Winter: Five Windows on the Season, by Adam Gopnik • Anansi Press, 2011, 256 pgs.
Some of the finest days occur in the month of October. Warm, golden days are typically followed by cool nights. Green landscapes are transformed into beautiful combinations of red, orange and yellow. But the beauty of fall brings with it the promise of an infinitely more challenging season, winter. Not long after the leaves have fallen and the trees are bare, much of Canada will be contending with winter’s deep freeze. The further north, the more bitter the cold, the shorter the days and longer the nights. Another flu season will render many sick and listless and longing for the warmth of summer. Yet for all of winter’s challenges, there will be compensatory pleasures. The hockey season will be in full swing. As we move into the heart of the season, kids will not only play the game in indoor rinks, but on frozen ponds under clear skies. Others will find joy in skiing down a snow-covered mountain or across snow-filled trails. Families flock to the Rideau Canal, stopping their skate only to line up for a hot chocolate or a beaver tail.
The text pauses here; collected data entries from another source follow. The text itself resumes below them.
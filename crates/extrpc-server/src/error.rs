//! Server error types.

use extrpc_core::EndpointRole;
use extrpc_protocol::{ErrorCode, RemoteError};
use thiserror::Error;

/// Result type for server operations.
pub type ServerResult<T> = Result<T, ServerError>;

/// Errors that can occur while setting up a server or relay.
#[derive(Debug, Error)]
pub enum ServerError {
    /// `listen` was called on an endpoint that is already listening.
    #[error("{role} endpoint is already listening")]
    AlreadyListening { role: EndpointRole },

    /// Listening requires a tokio runtime to spawn dispatch tasks on.
    #[error("no tokio runtime available to dispatch requests")]
    NoRuntime,

    /// Procedure registration failed.
    #[error(transparent)]
    Registry(#[from] RegistryError),
}

impl ServerError {
    /// Creates an already-listening error.
    pub fn already_listening(role: EndpointRole) -> Self {
        Self::AlreadyListening { role }
    }
}

/// Errors raised while registering procedures.
#[derive(Debug, Clone, PartialEq, Eq, Error)]
pub enum RegistryError {
    /// A procedure with this name is already registered.
    #[error("a procedure named '{name}' is already registered")]
    DuplicateProcedure { name: String },
}

/// Failure reported by a procedure handler.
#[derive(Debug, Clone, PartialEq, Eq, Error)]
#[error("{message}")]
pub struct ProcedureError {
    message: String,
}

impl ProcedureError {
    /// Creates a procedure error.
    pub fn new(message: impl Into<String>) -> Self {
        Self {
            message: message.into(),
        }
    }

    /// The failure message.
    pub fn message(&self) -> &str {
        &self.message
    }
}

impl From<String> for ProcedureError {
    fn from(message: String) -> Self {
        Self::new(message)
    }
}

impl From<&str> for ProcedureError {
    fn from(message: &str) -> Self {
        Self::new(message)
    }
}

impl From<serde_json::Error> for ProcedureError {
    fn from(error: serde_json::Error) -> Self {
        Self::new(format!("invalid procedure arguments: {error}"))
    }
}

/// Errors raised by [`ProcedureRegistry::dispatch`](crate::ProcedureRegistry::dispatch).
#[derive(Debug, Clone, PartialEq, Eq, Error)]
pub enum DispatchError {
    /// No procedure is registered under the name.
    #[error("no procedure registered with the name '{name}'")]
    ProcedureNotFound { name: String },

    /// The procedure ran and failed.
    #[error("procedure '{name}' failed: {source}")]
    Failed {
        name: String,
        #[source]
        source: ProcedureError,
    },
}

impl DispatchError {
    /// Creates a procedure-not-found error.
    pub fn procedure_not_found(name: impl Into<String>) -> Self {
        Self::ProcedureNotFound { name: name.into() }
    }

    /// Converts the failure into the error carried back to the caller.
    pub fn to_remote(&self) -> RemoteError {
        match self {
            Self::ProcedureNotFound { name } => RemoteError::procedure_not_found(name),
            Self::Failed { source, .. } => {
                RemoteError::new(ErrorCode::ProcedureFailed, source.message())
            }
        }
    }
}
As Adam Gopnik’s book Winter (and this year’s CBC/Massey Lectures) makes clear, winter is at once a season of struggle and joy. Yes winter is a period of sustained darkness and biting cold. But for Gopnik, who was born in Philadelphia but raised in Montreal, few images resonate more strongly than of kids playing hockey on frozen ponds as dusk falls on a cold December day or of scenes of families huddling by the fire, while frost builds on the windows. The images are familiar but call to mind separate pleasures. There is the experience of winter outdoors – playing hockey on the outdoor rink or trudging through the snow – and the joy of warmth when outside is freezing and streets are covered in ice. We relish both kinds of winter experience.
But if this were all Gopnik celebrates, the choice of winter as the theme of this year’s CBC/Massey Lectures would have been odd. Indeed, Gopnik’s aim in part is to delve more deeply into our experience and understanding of the coldest season. In doing so, he moves back and forth through time and examines winter through the lens of poets, painters, novelists and musicians. Many of the ideas and images we associate with the season are familiar, even to those who don’t live in a cold climate. Others are not obvious at all and it is these that give the book a depth and intellectual heftiness that we expect from a writer of Gopnik’s calibre. He writes, for example, of winter’s connection to German art and the country’s nationalist ambitions in the 18th century. Embracing winter’s severity, we are told, was part of Germany’s response to the exaggerated promise of the Enlightenment emanating from France.
Moreover, our experience of winter is perpetually changing, sometimes subtly but occasionally in a truly profound manner. The combination of urbanization and technological change has allowed more of us to remain removed from the cold. As Gopnik explains, Montreal is increasingly comprised of two cities, one above ground and the other subterranean. People can walk nearly twenty miles underground, access hundreds of shops and most of the city’s business area and the Metro without having to walk outside. As much as we may love winter, in big cities especially, we are constantly and often ingeniously searching for ways to experience it from a position of warmth and comfort. Such efforts are understandable but still may leave us nostalgic for a time in which winter was more deeply experienced and fully embraced.
Indeed the connection between memory and winter is a theme that winds its way through the entire book. Occasionally, the insights this connection yields strike the reader as arbitrary or forced. Is winter really, as Gopnik contends, the season we most readily associate with memory? Nevertheless, that connection seems strikingly prescient in the book’s final chapter, in which Gopnik discusses the growing threat of global warming. Winter, he suggests, is a season from which we often attempt to escape. But for many of those that find refuge in the south, the memory of winter often reveals an unexpected attachment to the season. Gopnik occasionally refers to Joni Mitchell’s classic song “River,” in which she sings in a voice rich with longing and melancholy. “I wish I had a river that I could skate away on.” As the planet warms, winter will increasingly become the season for which we long. To be sure, it’s premature to speak of winter’s disappearance, but hardly premature at all to insist anthropogenic-induced climate change threatens winter as we know it now. Glaciers are melting, the ozone layer above the Arctic Circle is disappearing and winter temperatures are gradually inching their way higher. No one knows for certain the long-term implications of unsustainably high green house gas emissions, particularly for a country as big and geographically varied as Canada. But by anticipating the potentially dire consequences of global warming, Gopnik’s ode to winter is, by the book’s end, a beautiful lament for that which is slowly being lost.